Pour ma sœur, la mort de notre mère semble n’être qu’un évènement parmi tant d’autres. Ça semble l’être pour tout le monde d’ailleurs, y compris la police. Bande d’incapables.

-Ça ne te fait rien toi que le meurtrier soit toujours en cavale? Tu devrais au moins lui en vouloir pour ton argent non?

Je cale mon café d’un coup. Je rechigne sans trop y laisser paraitre sa température, de toute façon mon amertume cape celle de mon breuvage en tout point.

Églantine me fait sa face de « bon, le voilà qui boude encore », alors que je me lève de mon fauteuil et me dirige vers l’autre extrémité de la pièce. Tant qu’à y être, je manque de heurter son mari.

-Bon, qu’est-ce qu’il y a encore mon beau Liam ? Tu t’es levé du mauvais pied ce matin, c’est ça? Mon Dieu, Églantine, il faudrait que ton frère soit un peu moins émotif s’il espère un jour se marier.

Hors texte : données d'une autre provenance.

//! Site settings: a single document with a few nested sections

use auth::{Identity, Permission};
use axum::{Extension, extract::State};
use common::store::{Document, ID_FIELD};
use serde_json::Value;
use tracing::info;

use crate::{
    documents::{CREATED_AT, UPDATED_AT, now_timestamp},
    envelope::ApiResponse,
    error::{ApiError, ApiResult},
    extract::{ApiJson, ApiPath},
    middleware::authorize,
    state::AppState,
};

pub const SETTINGS_COLLECTION: &str = "settings";
pub const SETTINGS_ID: &str = "site";

/// Expected JSON shape of a section
#[derive(Debug, Clone, Copy, PartialEq, Eq)]
enum Shape {
    List,
    Object,
}

/// Sections that can be replaced on their own
const SECTIONS: [(&str, Shape); 4] = [
    ("operationRegions", Shape::List),
    ("targetGroups", Shape::List),
    ("leadershipMembers", Shape::List),
    ("footer", Shape::Object),
];

fn section_shape(name: &str) -> Option<Shape> {
    SECTIONS
        .iter()
        .find(|(section, _)| *section == name)
        .map(|(_, shape)| *shape)
}

fn check_shape(name: &str, shape: Shape, value: &Value) -> ApiResult<()> {
    match (shape, value) {
        (Shape::List, Value::Array(_)) | (Shape::Object, Value::Object(_)) => Ok(()),
        (Shape::List, _) => Err(ApiError::Validation(format!("{} must be an array", name))),
        (Shape::Object, _) => Err(ApiError::Validation(format!("{} must be an object", name))),
    }
}

/// The settings document without its id; empty when never saved
pub async fn load_settings(state: &AppState) -> ApiResult<Document> {
    let mut settings = state
        .store
        .find_by_id(SETTINGS_COLLECTION, SETTINGS_ID)
        .await?
        .unwrap_or_default();
    settings.remove(ID_FIELD);
    Ok(settings)
}

async fn save(state: &AppState, mut patch: Document) -> ApiResult<Document> {
    patch.insert(UPDATED_AT.to_string(), Value::String(now_timestamp()));

    let mut settings = state
        .store
        .upsert(SETTINGS_COLLECTION, SETTINGS_ID, patch)
        .await?;
    settings.remove(ID_FIELD);
    Ok(settings)
}

/// `GET /api/admin/settings`
pub async fn get_settings(
    State(state): State<AppState>,
    Extension(identity): Extension<Identity>,
) -> ApiResult<ApiResponse<Document>> {
    authorize(&identity, Permission::SettingsView)?;
    Ok(ApiResponse::ok(load_settings(&state).await?))
}

/// `PUT /api/admin/settings`: merge top-level keys into the document
pub async fn update_settings(
    State(state): State<AppState>,
    Extension(identity): Extension<Identity>,
    ApiJson(mut patch): ApiJson<Document>,
) -> ApiResult<ApiResponse<Document>> {
    authorize(&identity, Permission::SettingsEdit)?;

    for field in [ID_FIELD, CREATED_AT, UPDATED_AT] {
        patch.remove(field);
    }
    for (name, value) in &patch {
        if let Some(shape) = section_shape(name) {
            check_shape(name, shape, value)?;
        }
    }

    let settings = save(&state, patch).await?;
    info!("{} updated site settings", identity.user_id);
    Ok(ApiResponse::ok(settings))
}

/// `PUT /api/admin/settings/:section`: replace one section wholesale
pub async fn update_section(
    State(state): State<AppState>,
    Extension(identity): Extension<Identity>,
    ApiPath(section): ApiPath<String>,
    ApiJson(value): ApiJson<Value>,
) -> ApiResult<ApiResponse<Document>> {
    authorize(&identity, Permission::SettingsEdit)?;

    let shape = section_shape(&section)
        .ok_or_else(|| ApiError::NotFound(format!("Unknown settings section: {}", section)))?;
    check_shape(&section, shape, &value)?;

    let mut patch = Document::new();
    patch.insert(section.clone(), value);

    let settings = save(&state, patch).await?;
    info!("{} replaced settings section {}", identity.user_id, section);
    Ok(ApiResponse::ok(settings))
}

#[cfg(test)]
mod tests {
    use super::*;
    use serde_json::json;

    #[test]
    fn test_sections() {
        assert_eq!(section_shape("footer"), Some(Shape::Object));
        assert_eq!(section_shape("targetGroups"), Some(Shape::List));
        assert_eq!(section_shape("theme"), None);
    }

    #[test]
    fn test_shape_check() {
        assert!(check_shape("targetGroups", Shape::List, &json!([{ "name": "Youth" }])).is_ok());
        assert!(check_shape("targetGroups", Shape::List, &json!({})).is_err());
        assert!(check_shape("footer", Shape::Object, &json!({ "phone": "1" })).is_ok());
        assert!(check_shape("footer", Shape::Object, &json!("x")).is_err());
    }
}
//! Error taxonomy for registration and resolution.

use thiserror::Error;

use crate::scheme::Scheme;

/// Synchronous failure raised while registering a scheme or building a handler.
#[derive(Debug, Clone, PartialEq, Eq, Error)]
pub enum SchemeError {
    /// The input does not normalize to `^[a-z0-9+]{2,}:$`.
    #[error("invalid protocol {scheme:?}: expected letters, digits or '+' followed by ':'")]
    InvalidProtocol { scheme: String },

    /// The scheme is reserved and cannot carry a custom resolver.
    #[error("protocol {scheme} is blacklisted and cannot be registered")]
    BlacklistedProtocol { scheme: Scheme },
}

impl SchemeError {
    pub fn name(&self) -> &'static str {
        match self {
            SchemeError::InvalidProtocol { .. } => "InvalidProtocol",
            SchemeError::BlacklistedProtocol { .. } => "BlacklistedProtocol",
        }
    }

    pub fn code(&self) -> &'static str {
        match self {
            SchemeError::InvalidProtocol { .. } => "ERR_INVALID_PROTOCOL",
            SchemeError::BlacklistedProtocol { .. } => "ERR_BLACKLISTED_PROTOCOL",
        }
    }
}

/// Failure carried through the result of an asynchronous resolution.
///
/// Classified variants (see [`ResolveError::is_classified`]) describe a bad
/// request or a resolver that declined; the HTTP adapter answers them with
/// `400`. The remaining variants are unexpected and go to the error hook.
#[derive(Debug, Error)]
pub enum ResolveError {
    #[error("invalid protocol: no scheme could be extracted from {url:?}")]
    InvalidProtocol { url: String },

    #[error("unknown protocol {scheme}: no resolver registered")]
    UnknownProtocol { scheme: Scheme },

    /// The resolver ran but produced no target.
    #[error("resolver for {scheme} returned no target for {url:?}")]
    Declined { scheme: Scheme, url: String },

    #[error("missing query parameter {param:?}")]
    MissingParameter { param: String },

    #[error("resolver for {scheme} failed: {source:#}")]
    Resolver {
        scheme: Scheme,
        #[source]
        source: anyhow::Error,
    },

    #[error("resolver for {scheme} panicked: {message}")]
    ResolverPanicked { scheme: Scheme, message: String },

    /// The target cannot be sent as a `Location` header.
    #[error("resolved target {target:?} is not a valid redirect location")]
    InvalidTarget { target: String },
}

impl ResolveError {
    pub fn name(&self) -> &'static str {
        match self {
            ResolveError::InvalidProtocol { .. } => "InvalidProtocol",
            ResolveError::UnknownProtocol { .. } => "UnknownProtocol",
            ResolveError::Declined { .. } => "DeclinedUrl",
            ResolveError::MissingParameter { .. } => "MissingParameter",
            ResolveError::Resolver { .. } => "ResolverError",
            ResolveError::ResolverPanicked { .. } => "ResolverPanic",
            ResolveError::InvalidTarget { .. } => "InvalidTarget",
        }
    }

    pub fn code(&self) -> &'static str {
        match self {
            ResolveError::InvalidProtocol { .. } => "ERR_INVALID_PROTOCOL",
            ResolveError::UnknownProtocol { .. } => "ERR_UNKNOWN_PROTOCOL",
            ResolveError::Declined { .. } => "ERR_DECLINED_URL",
            ResolveError::MissingParameter { .. } => "ERR_MISSING_PARAMETER",
            ResolveError::Resolver { .. } => "ERR_RESOLVER",
            ResolveError::ResolverPanicked { .. } => "ERR_RESOLVER_PANIC",
            ResolveError::InvalidTarget { .. } => "ERR_INVALID_TARGET",
        }
    }

    /// True for request/validation outcomes the HTTP adapter maps to `400`.
    pub fn is_classified(&self) -> bool {
        matches!(
            self,
            ResolveError::InvalidProtocol { .. }
                | ResolveError::UnknownProtocol { .. }
                | ResolveError::Declined { .. }
                | ResolveError::MissingParameter { .. }
        )
    }
}
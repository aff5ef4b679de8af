//! Logging init: file under XDG state dir, or stderr.
//!
//! `predir serve` logs to `~/.local/state/predir/predir.log`; one-shot
//! commands and the fallback path log to stderr. `RUST_LOG` overrides the
//! default filter in both cases.

use anyhow::Result;
use std::fs;
use std::path::PathBuf;
use std::sync::Mutex;
use tracing_subscriber::EnvFilter;

const DEFAULT_FILTER: &str = "info,predir=debug";

fn env_filter() -> EnvFilter {
    EnvFilter::try_from_default_env().unwrap_or_else(|_| EnvFilter::new(DEFAULT_FILTER))
}

/// Path of the log file, creating its directory if needed.
pub fn log_file_path() -> Result<PathBuf> {
    let xdg_dirs = xdg::BaseDirectories::with_prefix("predir")?;
    let log_dir = xdg_dirs.get_state_home();
    fs::create_dir_all(&log_dir)?;
    Ok(log_dir.join("predir.log"))
}

/// Initialize structured logging to `~/.local/state/predir/predir.log`.
/// On failure (e.g. log dir unwritable), returns Err so the caller can fall back to stderr.
pub fn init_logging() -> Result<()> {
    let path = log_file_path()?;
    let file = fs::OpenOptions::new().create(true).append(true).open(&path)?;

    tracing_subscriber::fmt()
        .with_env_filter(env_filter())
        .with_writer(Mutex::new(file))
        .with_ansi(false)
        .try_init()
        .map_err(|e| anyhow::anyhow!("install log subscriber: {e}"))?;

    tracing::info!("predir logging initialized at {}", path.display());
    Ok(())
}

/// Initialize logging to stderr only. Use for one-shot commands or when
/// [`init_logging`] fails, so the CLI never crashes on logging setup.
pub fn init_logging_stderr() {
    let _ = tracing_subscriber::fmt()
        .with_env_filter(env_filter())
        .with_writer(std::io::stderr)
        .with_ansi(false)
        .try_init();
}
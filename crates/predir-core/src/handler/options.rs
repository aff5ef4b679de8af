//! Construction options for [`SchemeHandler`](super::SchemeHandler).

/// Query parameter read by the HTTP adapter when none is configured.
pub const DEFAULT_PARAM: &str = "url";

#[derive(Debug, Clone, PartialEq, Eq)]
pub struct HandlerOptions {
    /// Query parameter carrying the URL to resolve.
    pub param: String,
    /// Schemes blacklisted in addition to `http:` and `https:`.
    pub blacklist: Vec<String>,
    /// Whether `file:` joins the default blacklist.
    pub block_file_scheme: bool,
}

impl Default for HandlerOptions {
    fn default() -> Self {
        Self {
            param: DEFAULT_PARAM.to_string(),
            blacklist: Vec::new(),
            block_file_scheme: true,
        }
    }
}

impl HandlerOptions {
    pub fn with_param(mut self, param: impl Into<String>) -> Self {
        self.param = param.into();
        self
    }

    pub fn with_blacklist<I, S>(mut self, schemes: I) -> Self
    where
        I: IntoIterator<Item = S>,
        S: Into<String>,
    {
        self.blacklist.extend(schemes.into_iter().map(Into::into));
        self
    }
}
//! `predir resolve <url>` – resolve one URL with the configured routes.

use anyhow::{Context, Result};
use predir_core::config::PredirConfig;

pub async fn run_resolve(cfg: &PredirConfig, url: &str) -> Result<()> {
    let target = resolve_target(cfg, url).await?;
    println!("{target}");
    Ok(())
}

/// Builds the handler from `cfg` and resolves `url`. Errors carry the
/// error name and code.
pub(crate) async fn resolve_target(cfg: &PredirConfig, url: &str) -> Result<String> {
    let handler = cfg.build_handler()?;
    handler
        .resolve(url)
        .await
        .map_err(|e| anyhow::anyhow!("{} ({}): {}", e.name(), e.code(), e))
        .with_context(|| format!("resolve {url}"))
}
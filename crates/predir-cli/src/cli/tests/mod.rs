//! CLI parse and command tests.

use super::{Cli, CliCommand};
use clap::Parser;

pub(super) fn parse(args: &[&str]) -> CliCommand {
    let cli = Cli::try_parse_from(args).unwrap();
    cli.command
}

mod parse;
pub mod http_client;
//! CLI command handlers. Each command is in its own file.

mod check;
mod resolve;
mod schemes;
mod serve;

pub use check::run_check;
pub use resolve::run_resolve;
pub use schemes::run_schemes;
pub use serve::run_serve;

#[cfg(test)]
pub(crate) use check::check_scheme;
#[cfg(test)]
pub(crate) use resolve::resolve_target;
#[cfg(test)]
pub(crate) use schemes::format_listing;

Mouton noir de la famille : titre m’ayant apparemment été donné avant que je n’aie même pu en être conscient. En même temps, Églantine a tout pour elle. Elle est belle, son mari est riche… Tout ce que j’avais moi c’était ma mère et maintenant je ne peux même pas toucher son héritage. C’était la seule qui me comprenait, j’aurais au moins espéré…

J’envoie à Patrice mon plus beau doigt d’honneur auquel il répond par un simple hochement d’épaule. Quel taré !

***

Vers midi, les invités commencent à arriver, comme si ma famille immédiate n’était pas assez. De partout les mêmes hypocrisies se répètent dans une cacophonie sans queue ni tête. Une brave femme. Partie trop vite. Elle va nous manquer.

Et ses idiots viennent même me harceler jusqu’au comptoir à boisson auquel je suis assis avec deux verres vides en face de moi, un plein en main. « Mes condoléances. » « Elle serait fière. » « Nous sommes de tout cœur avec toi.»

C’est facile de venir payer ses respects sans avoir connu la personne. C’est facile de lui souhaiter un aller sans trop d’encombres au paradis tout en lui refusant justice sur terre.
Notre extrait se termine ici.